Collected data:
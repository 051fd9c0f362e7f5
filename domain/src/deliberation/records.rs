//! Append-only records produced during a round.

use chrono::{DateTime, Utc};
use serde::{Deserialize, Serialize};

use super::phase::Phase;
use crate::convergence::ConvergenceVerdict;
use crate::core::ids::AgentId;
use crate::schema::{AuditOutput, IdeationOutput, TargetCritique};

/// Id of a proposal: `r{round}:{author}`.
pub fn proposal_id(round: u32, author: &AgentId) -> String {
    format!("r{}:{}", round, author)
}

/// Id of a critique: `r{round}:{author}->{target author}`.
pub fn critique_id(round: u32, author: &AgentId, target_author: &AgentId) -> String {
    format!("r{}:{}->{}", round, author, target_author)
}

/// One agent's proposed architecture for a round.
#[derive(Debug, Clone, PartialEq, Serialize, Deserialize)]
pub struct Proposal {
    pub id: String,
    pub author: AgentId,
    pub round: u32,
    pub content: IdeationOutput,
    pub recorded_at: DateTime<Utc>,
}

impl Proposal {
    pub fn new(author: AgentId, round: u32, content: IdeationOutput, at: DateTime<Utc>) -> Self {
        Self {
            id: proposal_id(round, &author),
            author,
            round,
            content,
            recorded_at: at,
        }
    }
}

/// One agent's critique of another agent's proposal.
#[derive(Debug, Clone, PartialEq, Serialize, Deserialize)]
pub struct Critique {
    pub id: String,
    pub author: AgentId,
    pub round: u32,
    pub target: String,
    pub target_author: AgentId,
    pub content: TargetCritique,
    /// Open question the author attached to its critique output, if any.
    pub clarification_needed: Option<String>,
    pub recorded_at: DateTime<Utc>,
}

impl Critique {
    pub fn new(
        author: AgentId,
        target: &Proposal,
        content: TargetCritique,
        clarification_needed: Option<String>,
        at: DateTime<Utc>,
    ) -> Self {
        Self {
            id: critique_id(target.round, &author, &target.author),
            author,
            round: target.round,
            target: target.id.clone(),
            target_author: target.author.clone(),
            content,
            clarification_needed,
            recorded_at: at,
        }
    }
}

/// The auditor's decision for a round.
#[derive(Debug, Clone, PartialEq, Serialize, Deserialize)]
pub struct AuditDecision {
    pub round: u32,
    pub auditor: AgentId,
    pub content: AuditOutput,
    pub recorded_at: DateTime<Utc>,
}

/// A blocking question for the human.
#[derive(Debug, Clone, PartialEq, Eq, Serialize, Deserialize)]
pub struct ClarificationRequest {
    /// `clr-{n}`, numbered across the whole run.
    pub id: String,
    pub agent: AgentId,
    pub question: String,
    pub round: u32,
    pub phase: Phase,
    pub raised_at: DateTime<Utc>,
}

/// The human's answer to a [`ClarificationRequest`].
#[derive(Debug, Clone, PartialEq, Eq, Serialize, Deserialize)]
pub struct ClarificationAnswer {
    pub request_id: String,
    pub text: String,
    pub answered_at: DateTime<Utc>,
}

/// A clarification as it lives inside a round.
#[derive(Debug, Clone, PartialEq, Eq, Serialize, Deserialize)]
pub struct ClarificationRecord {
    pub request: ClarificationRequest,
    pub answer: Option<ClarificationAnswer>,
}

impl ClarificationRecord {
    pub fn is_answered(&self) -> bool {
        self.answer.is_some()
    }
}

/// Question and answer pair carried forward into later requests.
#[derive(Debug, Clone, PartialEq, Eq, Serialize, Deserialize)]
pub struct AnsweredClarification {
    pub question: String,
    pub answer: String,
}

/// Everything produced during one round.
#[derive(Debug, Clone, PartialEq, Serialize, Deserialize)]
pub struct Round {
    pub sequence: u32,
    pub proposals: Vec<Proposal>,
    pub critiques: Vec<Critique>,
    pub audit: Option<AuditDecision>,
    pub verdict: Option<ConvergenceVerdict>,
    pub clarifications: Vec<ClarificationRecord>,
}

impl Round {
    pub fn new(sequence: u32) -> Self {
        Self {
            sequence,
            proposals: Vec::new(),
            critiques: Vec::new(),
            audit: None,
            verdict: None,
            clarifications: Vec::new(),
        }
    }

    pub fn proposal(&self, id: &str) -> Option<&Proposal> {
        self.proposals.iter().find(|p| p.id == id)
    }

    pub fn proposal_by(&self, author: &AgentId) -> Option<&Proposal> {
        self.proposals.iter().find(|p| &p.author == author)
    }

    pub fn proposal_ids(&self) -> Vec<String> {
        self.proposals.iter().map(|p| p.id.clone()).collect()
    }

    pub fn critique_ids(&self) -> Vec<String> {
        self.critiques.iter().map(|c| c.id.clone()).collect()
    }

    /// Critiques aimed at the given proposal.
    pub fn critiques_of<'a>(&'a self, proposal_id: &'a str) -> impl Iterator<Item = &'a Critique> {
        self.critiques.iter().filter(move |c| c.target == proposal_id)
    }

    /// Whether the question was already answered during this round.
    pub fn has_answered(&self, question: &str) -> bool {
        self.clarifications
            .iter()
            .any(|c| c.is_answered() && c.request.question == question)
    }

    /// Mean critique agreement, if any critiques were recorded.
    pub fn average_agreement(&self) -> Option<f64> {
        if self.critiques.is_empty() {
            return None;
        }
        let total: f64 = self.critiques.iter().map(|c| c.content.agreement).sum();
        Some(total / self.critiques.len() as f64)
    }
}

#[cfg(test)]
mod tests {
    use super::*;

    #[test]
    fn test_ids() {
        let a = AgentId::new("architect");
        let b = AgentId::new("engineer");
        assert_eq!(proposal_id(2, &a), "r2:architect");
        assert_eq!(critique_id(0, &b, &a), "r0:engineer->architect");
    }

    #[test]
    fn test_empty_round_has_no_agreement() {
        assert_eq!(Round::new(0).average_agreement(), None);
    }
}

— What you will do —
Copy each line of the entries that includes the word "proposals".

— Response —
    pub proposals: Vec<Proposal>,
            proposals: Vec::new(),
        self.proposals.iter().find(|p| p.id == id)
        self.proposals.iter().find(|p| &p.author == author)
        self.proposals.iter().map(|p| p.id.clone()).collect()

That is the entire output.